- **Problem**: What you return must be every line below that includes the word "AnthropicParser".

- **Source information**:
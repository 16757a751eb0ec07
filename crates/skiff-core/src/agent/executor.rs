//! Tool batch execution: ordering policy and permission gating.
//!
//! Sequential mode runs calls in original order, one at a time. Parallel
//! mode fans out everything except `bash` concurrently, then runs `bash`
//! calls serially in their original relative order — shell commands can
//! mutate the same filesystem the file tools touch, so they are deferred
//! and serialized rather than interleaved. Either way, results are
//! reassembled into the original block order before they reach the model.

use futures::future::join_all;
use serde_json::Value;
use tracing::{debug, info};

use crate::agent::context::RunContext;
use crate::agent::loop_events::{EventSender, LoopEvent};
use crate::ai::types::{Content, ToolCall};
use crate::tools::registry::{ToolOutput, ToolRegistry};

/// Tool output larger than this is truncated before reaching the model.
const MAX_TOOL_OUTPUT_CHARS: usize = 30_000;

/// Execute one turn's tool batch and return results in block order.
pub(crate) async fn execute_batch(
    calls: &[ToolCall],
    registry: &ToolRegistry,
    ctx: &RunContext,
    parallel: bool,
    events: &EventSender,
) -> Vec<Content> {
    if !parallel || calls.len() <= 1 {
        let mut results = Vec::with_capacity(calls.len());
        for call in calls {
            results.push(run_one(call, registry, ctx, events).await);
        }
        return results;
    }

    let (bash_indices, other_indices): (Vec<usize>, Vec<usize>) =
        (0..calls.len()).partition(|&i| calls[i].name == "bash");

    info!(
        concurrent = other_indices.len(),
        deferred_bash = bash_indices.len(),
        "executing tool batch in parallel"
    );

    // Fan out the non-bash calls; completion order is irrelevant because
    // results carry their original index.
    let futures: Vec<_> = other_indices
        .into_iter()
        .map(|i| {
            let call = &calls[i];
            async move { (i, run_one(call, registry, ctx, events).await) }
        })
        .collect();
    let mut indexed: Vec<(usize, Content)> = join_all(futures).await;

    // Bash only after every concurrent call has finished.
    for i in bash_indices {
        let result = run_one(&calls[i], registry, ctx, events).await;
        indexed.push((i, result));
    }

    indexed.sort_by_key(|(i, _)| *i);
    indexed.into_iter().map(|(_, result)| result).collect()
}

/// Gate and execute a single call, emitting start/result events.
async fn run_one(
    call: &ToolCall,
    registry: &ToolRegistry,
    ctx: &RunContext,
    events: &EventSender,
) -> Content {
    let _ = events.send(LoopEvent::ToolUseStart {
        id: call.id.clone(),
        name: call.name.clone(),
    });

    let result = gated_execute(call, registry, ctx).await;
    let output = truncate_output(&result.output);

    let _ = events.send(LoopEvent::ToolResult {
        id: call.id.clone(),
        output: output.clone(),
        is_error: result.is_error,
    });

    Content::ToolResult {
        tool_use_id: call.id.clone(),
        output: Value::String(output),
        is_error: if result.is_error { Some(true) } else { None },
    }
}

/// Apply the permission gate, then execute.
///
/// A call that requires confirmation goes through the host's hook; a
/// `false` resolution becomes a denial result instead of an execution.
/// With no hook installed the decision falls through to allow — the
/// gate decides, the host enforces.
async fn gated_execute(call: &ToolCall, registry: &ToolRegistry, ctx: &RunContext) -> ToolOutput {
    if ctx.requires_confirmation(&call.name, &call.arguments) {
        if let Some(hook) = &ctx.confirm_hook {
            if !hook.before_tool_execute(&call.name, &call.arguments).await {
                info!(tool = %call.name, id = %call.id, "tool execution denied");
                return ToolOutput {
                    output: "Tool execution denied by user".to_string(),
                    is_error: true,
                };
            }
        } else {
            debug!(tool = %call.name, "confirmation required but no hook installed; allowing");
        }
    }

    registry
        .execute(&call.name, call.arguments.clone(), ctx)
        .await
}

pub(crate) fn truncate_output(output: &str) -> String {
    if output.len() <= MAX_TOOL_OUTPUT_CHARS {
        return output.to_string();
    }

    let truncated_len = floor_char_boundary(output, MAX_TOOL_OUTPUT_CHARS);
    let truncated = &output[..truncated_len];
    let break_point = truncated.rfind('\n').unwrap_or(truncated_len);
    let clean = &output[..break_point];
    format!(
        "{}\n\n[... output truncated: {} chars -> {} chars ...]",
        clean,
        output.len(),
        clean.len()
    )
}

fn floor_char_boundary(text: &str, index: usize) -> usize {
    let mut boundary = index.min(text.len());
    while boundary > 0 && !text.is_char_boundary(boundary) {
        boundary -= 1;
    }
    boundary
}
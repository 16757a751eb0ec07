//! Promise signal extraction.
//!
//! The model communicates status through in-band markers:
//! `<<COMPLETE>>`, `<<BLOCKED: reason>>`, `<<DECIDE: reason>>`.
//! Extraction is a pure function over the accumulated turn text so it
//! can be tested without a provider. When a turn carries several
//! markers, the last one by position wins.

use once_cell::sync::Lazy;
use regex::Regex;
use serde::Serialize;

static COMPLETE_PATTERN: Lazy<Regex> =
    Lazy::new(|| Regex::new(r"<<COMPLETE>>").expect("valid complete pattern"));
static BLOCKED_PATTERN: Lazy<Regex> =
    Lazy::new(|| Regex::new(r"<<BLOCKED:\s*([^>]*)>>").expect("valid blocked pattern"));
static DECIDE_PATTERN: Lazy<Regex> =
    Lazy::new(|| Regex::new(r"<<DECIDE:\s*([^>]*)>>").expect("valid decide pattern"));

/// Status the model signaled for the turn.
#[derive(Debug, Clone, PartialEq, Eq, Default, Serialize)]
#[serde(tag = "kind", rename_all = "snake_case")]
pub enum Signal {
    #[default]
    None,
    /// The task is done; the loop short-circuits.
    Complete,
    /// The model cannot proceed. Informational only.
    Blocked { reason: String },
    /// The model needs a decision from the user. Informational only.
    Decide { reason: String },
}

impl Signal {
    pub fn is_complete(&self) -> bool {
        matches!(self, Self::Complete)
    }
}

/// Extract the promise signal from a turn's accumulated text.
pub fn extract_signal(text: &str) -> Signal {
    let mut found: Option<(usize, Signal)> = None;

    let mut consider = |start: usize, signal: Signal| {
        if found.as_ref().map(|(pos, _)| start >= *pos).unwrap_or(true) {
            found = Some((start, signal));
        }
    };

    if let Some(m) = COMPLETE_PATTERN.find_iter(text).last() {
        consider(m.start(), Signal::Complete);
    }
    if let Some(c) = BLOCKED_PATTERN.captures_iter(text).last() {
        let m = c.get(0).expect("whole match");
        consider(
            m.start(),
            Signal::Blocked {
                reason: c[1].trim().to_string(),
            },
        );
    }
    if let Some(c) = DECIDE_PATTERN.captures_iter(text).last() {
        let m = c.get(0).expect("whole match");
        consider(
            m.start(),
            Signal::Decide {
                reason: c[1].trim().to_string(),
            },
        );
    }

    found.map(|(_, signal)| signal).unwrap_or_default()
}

==

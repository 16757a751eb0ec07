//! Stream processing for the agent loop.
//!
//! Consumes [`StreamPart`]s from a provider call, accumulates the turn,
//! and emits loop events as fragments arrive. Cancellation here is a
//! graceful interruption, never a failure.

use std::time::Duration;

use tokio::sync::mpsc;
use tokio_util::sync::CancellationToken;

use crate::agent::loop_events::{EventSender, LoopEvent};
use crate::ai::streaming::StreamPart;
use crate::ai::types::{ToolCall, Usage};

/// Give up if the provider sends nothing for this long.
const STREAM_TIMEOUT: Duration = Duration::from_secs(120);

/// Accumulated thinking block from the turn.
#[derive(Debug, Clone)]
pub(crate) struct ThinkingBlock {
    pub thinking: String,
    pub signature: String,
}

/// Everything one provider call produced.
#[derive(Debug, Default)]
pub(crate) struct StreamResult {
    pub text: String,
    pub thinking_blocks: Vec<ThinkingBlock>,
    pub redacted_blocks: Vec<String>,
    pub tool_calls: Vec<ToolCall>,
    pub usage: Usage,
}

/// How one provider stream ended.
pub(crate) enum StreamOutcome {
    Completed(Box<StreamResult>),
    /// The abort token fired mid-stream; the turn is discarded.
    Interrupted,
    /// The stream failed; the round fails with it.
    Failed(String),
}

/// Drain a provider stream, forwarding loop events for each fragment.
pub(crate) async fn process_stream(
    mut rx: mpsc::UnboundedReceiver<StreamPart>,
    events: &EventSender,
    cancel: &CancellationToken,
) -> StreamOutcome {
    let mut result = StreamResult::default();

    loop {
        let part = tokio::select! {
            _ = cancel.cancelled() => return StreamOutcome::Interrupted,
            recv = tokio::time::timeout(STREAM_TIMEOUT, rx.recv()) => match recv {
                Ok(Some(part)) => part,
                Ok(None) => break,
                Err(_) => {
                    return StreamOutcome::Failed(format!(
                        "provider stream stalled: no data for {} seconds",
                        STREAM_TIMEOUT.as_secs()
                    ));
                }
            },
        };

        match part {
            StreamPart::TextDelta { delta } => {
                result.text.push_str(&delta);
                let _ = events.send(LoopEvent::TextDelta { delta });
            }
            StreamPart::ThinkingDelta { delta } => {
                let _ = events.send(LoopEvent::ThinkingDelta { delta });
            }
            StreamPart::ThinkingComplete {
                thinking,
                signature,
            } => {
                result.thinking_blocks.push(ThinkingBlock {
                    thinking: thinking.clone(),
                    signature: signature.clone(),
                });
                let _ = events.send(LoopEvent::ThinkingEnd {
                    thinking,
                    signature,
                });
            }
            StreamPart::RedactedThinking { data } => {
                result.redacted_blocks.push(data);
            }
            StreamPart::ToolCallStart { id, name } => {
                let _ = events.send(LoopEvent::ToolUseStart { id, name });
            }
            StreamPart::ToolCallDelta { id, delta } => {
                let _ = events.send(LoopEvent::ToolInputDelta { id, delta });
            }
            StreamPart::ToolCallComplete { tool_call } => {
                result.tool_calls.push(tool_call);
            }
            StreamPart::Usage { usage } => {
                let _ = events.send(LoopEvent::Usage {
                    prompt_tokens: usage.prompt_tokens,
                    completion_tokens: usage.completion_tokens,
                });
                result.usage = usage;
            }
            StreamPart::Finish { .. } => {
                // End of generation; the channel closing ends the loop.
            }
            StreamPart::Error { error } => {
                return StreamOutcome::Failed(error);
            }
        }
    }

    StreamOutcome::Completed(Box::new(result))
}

---

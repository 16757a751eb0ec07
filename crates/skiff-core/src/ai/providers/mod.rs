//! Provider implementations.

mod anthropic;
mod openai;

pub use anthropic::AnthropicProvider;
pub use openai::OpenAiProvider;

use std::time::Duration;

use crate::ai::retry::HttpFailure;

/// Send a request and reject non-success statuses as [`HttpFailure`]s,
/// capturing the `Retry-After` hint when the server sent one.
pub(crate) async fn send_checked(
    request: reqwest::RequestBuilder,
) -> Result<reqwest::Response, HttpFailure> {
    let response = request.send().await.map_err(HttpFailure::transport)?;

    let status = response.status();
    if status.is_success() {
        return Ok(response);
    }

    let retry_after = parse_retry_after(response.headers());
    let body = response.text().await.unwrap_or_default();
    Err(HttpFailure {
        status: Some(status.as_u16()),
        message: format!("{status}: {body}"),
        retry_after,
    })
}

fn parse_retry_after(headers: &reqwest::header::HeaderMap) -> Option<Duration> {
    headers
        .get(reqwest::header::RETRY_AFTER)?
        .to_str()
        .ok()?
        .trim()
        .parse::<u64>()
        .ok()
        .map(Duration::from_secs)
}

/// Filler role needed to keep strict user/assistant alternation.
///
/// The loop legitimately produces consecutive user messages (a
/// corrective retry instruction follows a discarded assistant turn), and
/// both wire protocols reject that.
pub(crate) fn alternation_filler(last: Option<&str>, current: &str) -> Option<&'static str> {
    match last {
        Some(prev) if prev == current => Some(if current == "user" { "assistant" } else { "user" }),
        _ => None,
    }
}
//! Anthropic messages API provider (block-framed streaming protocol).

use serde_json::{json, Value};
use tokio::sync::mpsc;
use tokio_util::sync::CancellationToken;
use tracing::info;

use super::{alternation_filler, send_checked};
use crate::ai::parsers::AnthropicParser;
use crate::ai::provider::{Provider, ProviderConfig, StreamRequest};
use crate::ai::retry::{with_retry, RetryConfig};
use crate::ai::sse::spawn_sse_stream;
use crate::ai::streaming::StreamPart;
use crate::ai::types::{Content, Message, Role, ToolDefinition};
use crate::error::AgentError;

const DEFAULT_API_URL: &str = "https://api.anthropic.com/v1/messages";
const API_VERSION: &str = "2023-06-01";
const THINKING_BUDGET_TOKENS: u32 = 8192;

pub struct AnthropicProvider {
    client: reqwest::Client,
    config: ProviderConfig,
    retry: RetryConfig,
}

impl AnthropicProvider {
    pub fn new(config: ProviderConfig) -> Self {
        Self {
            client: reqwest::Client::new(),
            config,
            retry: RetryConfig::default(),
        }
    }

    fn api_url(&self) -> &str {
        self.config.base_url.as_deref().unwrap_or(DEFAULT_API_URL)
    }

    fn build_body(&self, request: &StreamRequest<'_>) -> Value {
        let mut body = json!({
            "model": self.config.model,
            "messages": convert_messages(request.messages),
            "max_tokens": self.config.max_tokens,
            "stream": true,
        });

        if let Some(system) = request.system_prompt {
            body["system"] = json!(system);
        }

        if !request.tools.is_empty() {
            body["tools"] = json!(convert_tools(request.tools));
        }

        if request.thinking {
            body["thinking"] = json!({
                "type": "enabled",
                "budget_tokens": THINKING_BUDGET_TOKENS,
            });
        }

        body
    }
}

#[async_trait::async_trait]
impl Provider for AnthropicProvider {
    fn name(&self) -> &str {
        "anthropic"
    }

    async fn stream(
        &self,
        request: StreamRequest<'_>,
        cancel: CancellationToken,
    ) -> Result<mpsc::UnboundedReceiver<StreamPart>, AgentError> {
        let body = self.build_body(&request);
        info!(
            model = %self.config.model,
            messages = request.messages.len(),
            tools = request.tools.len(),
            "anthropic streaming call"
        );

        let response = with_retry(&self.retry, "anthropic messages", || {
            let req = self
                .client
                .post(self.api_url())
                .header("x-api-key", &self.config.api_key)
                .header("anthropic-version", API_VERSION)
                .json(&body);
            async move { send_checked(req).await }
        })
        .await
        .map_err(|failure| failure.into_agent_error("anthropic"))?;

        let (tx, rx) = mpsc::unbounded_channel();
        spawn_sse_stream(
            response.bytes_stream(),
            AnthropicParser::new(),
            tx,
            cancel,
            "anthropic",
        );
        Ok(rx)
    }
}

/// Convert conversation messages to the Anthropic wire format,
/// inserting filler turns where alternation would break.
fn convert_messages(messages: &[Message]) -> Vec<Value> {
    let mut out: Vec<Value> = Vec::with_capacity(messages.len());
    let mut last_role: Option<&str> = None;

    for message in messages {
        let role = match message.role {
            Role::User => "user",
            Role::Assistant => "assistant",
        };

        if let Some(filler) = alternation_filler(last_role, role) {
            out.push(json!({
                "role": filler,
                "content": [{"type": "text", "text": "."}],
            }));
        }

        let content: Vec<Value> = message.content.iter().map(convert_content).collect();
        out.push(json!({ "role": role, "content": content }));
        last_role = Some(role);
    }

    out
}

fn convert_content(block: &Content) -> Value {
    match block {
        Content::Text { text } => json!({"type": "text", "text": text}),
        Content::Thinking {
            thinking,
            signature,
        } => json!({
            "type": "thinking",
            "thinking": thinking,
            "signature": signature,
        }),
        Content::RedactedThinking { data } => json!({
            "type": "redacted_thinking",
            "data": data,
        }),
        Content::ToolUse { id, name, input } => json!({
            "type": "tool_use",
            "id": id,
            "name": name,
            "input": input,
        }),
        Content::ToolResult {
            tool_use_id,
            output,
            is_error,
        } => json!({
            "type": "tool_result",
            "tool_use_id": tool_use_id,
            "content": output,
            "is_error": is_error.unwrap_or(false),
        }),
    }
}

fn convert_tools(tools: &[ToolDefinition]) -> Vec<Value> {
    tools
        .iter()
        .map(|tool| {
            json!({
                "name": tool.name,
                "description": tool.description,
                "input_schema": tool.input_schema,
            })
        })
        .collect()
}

- **Written solution**:
use crate::ai::parsers::AnthropicParser;
            AnthropicParser::new(),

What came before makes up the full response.